Following college, I worked a couple of jobs that expanded my world views as a biologist before returning to school for an MS degree at Oregon State University. My first job was a six-month contract as an at-sea observer in the West Coast Groundfish Observer Program. I suggest that all graduates in fisheries science or management should work at least one contract as an observer. As an observer, I received a hands-on point of view of how fisheries work, how markets affect catch and discards, and how fisheries management decisions directly affect fishermen and their families. My next job was as a contractor to NOAA’s National Marine Mammal Laboratory. This reignited my interest in marine mammal science and exposed me to a variety of marine mammal studies and research methodologies.

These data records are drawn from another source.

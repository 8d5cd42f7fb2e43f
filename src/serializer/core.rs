use std::fmt;
use std::io;
use std::str::FromStr;
use std::sync::Arc;

use serde::{Deserialize, Serialize};
use serde_json::ser::{Formatter, PrettyFormatter};
use serde_json::Value;

use crate::error::EncodingError;

/// Encoder from a handler's return value to response bytes.
pub trait Serializer: Send + Sync + fmt::Debug {
    /// Short variant name used in [`EncodingError`] messages.
    fn name(&self) -> &str;

    /// Encode `value` into the body bytes.
    ///
    /// # Errors
    ///
    /// Returns [`EncodingError`] when the value cannot be represented in this
    /// serializer's format.
    fn encode(&self, value: &Value) -> Result<Vec<u8>, EncodingError>;

    /// Content type of the bytes produced by [`Serializer::encode`].
    fn content_type(&self) -> &str;
}

/// Separators `", "` between items and `": "` after keys.
struct SpacedFormatter;

impl Formatter for SpacedFormatter {
    #[inline]
    fn begin_array_value<W>(&mut self, writer: &mut W, first: bool) -> io::Result<()>
    where
        W: ?Sized + io::Write,
    {
        if first {
            Ok(())
        } else {
            writer.write_all(b", ")
        }
    }

    #[inline]
    fn begin_object_key<W>(&mut self, writer: &mut W, first: bool) -> io::Result<()>
    where
        W: ?Sized + io::Write,
    {
        if first {
            Ok(())
        } else {
            writer.write_all(b", ")
        }
    }

    #[inline]
    fn begin_object_value<W>(&mut self, writer: &mut W) -> io::Result<()>
    where
        W: ?Sized + io::Write,
    {
        writer.write_all(b": ")
    }
}

/// Render `value` as single-line JSON with spaced separators.
///
/// # Errors
///
/// Propagates the writer error from `serde_json`.
pub fn to_spaced_json(value: &Value) -> Result<Vec<u8>, serde_json::Error> {
    let mut out = Vec::with_capacity(128);
    let mut ser = serde_json::Serializer::with_formatter(&mut out, SpacedFormatter);
    value.serialize(&mut ser)?;
    Ok(out)
}

/// Layout of [`JsonSerializer`] output.
#[derive(Debug, Clone, Copy, PartialEq, Eq, Default)]
pub enum JsonStyle {
    /// `{"a": 1, "b": [1, 2]}`
    #[default]
    Spaced,
    /// `{"a":1,"b":[1,2]}`
    Compact,
    /// Multi-line, two-space indent
    Pretty,
}

/// Structured JSON encoding, content type `application/json`.
#[derive(Debug, Clone, Copy, Default)]
pub struct JsonSerializer {
    style: JsonStyle,
}

impl JsonSerializer {
    #[must_use]
    pub fn new(style: JsonStyle) -> Self {
        Self { style }
    }

    #[must_use]
    pub fn compact() -> Self {
        Self::new(JsonStyle::Compact)
    }

    #[must_use]
    pub fn pretty() -> Self {
        Self::new(JsonStyle::Pretty)
    }

    #[must_use]
    pub fn style(&self) -> JsonStyle {
        self.style
    }
}

impl Serializer for JsonSerializer {
    fn name(&self) -> &str {
        "json"
    }

    fn encode(&self, value: &Value) -> Result<Vec<u8>, EncodingError> {
        let encoded = match self.style {
            JsonStyle::Spaced => to_spaced_json(value),
            JsonStyle::Compact => serde_json::to_vec(value),
            JsonStyle::Pretty => {
                let mut out = Vec::with_capacity(256);
                let mut ser = serde_json::Serializer::with_formatter(
                    &mut out,
                    PrettyFormatter::with_indent(b"  "),
                );
                value.serialize(&mut ser).map(|()| out)
            }
        };
        encoded.map_err(|e| EncodingError::new(self.name(), e))
    }

    fn content_type(&self) -> &str {
        "application/json"
    }
}

/// Human-readable text, content type `text`.
///
/// A string value is written verbatim; any other value is written in its
/// spaced JSON form, so `{"result": "test"}` reads the same in both
/// serializers.
#[derive(Debug, Clone, Copy, Default)]
pub struct TextSerializer;

impl Serializer for TextSerializer {
    fn name(&self) -> &str {
        "text"
    }

    fn encode(&self, value: &Value) -> Result<Vec<u8>, EncodingError> {
        match value {
            Value::String(s) => Ok(s.as_bytes().to_vec()),
            other => to_spaced_json(other).map_err(|e| EncodingError::new(self.name(), e)),
        }
    }

    fn content_type(&self) -> &str {
        "text"
    }
}

/// YAML document, content type `application/yaml`.
#[derive(Debug, Clone, Copy, Default)]
pub struct YamlSerializer;

impl Serializer for YamlSerializer {
    fn name(&self) -> &str {
        "yaml"
    }

    fn encode(&self, value: &Value) -> Result<Vec<u8>, EncodingError> {
        serde_yaml::to_string(value)
            .map(String::into_bytes)
            .map_err(|e| EncodingError::new(self.name(), e))
    }

    fn content_type(&self) -> &str {
        "application/yaml"
    }
}

/// Named stock serializer, as selected from configuration or the CLI.
#[derive(Debug, Clone, Copy, PartialEq, Eq, Default, Deserialize, Serialize, clap::ValueEnum)]
#[serde(rename_all = "lowercase")]
pub enum SerializerKind {
    #[default]
    Json,
    Text,
    Yaml,
}

impl SerializerKind {
    /// Instantiate the serializer behind an `Arc` for sharing across dispatches.
    #[must_use]
    pub fn build(self) -> Arc<dyn Serializer> {
        match self {
            SerializerKind::Json => Arc::new(JsonSerializer::default()),
            SerializerKind::Text => Arc::new(TextSerializer),
            SerializerKind::Yaml => Arc::new(YamlSerializer),
        }
    }
}

impl FromStr for SerializerKind {
    type Err = anyhow::Error;

    fn from_str(s: &str) -> Result<Self, Self::Err> {
        match s.to_ascii_lowercase().as_str() {
            "json" => Ok(SerializerKind::Json),
            "text" => Ok(SerializerKind::Text),
            "yaml" => Ok(SerializerKind::Yaml),
            other => Err(anyhow::anyhow!(
                "unknown serializer '{other}' (expected json, text or yaml)"
            )),
        }
    }
}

Since 2007, I have worked for the Makah Tribe as their marine mammal biologist. I did not expect to spend my career in this position, but I have now worked here for 11.5 years and do not see another position that would work as well for me. I love several aspects of this job. First, I help the Tribe protect their treaty rights through improving understanding of marine mammals to allow sustainable management. I feel proud that my work is helping to address a social injustice issue as well as contributing to research and management. Second, I am able to study many topics; my primary study species are gray whales and Steller sea lions, but I also work on other marine mammals, including California sea lions, killer whales, and humpback whales, and non-marine mammals, including river otters, Pacific halibut, and purple olive snails. Third, I have had an opportunity to travel and see the world while participating in the Scientific Committee of the International Whaling Commission. Last, I have developed great relationships with co-workers, collaborating scientists, and the Makah community.

The foundation of knowledge I gained while a student at UW has helped me throughout my career. In my professional life, I have worked with UW professors on a variety of projects and have collaborated with former classmates on research projects. I hope that the School of Fisheries will continue its role of shaping the careers of fisheries scientists and managers for another 100 years.

The first fish my daughter caught, a lingcod!
The first fish my daughter caught, a lingcod!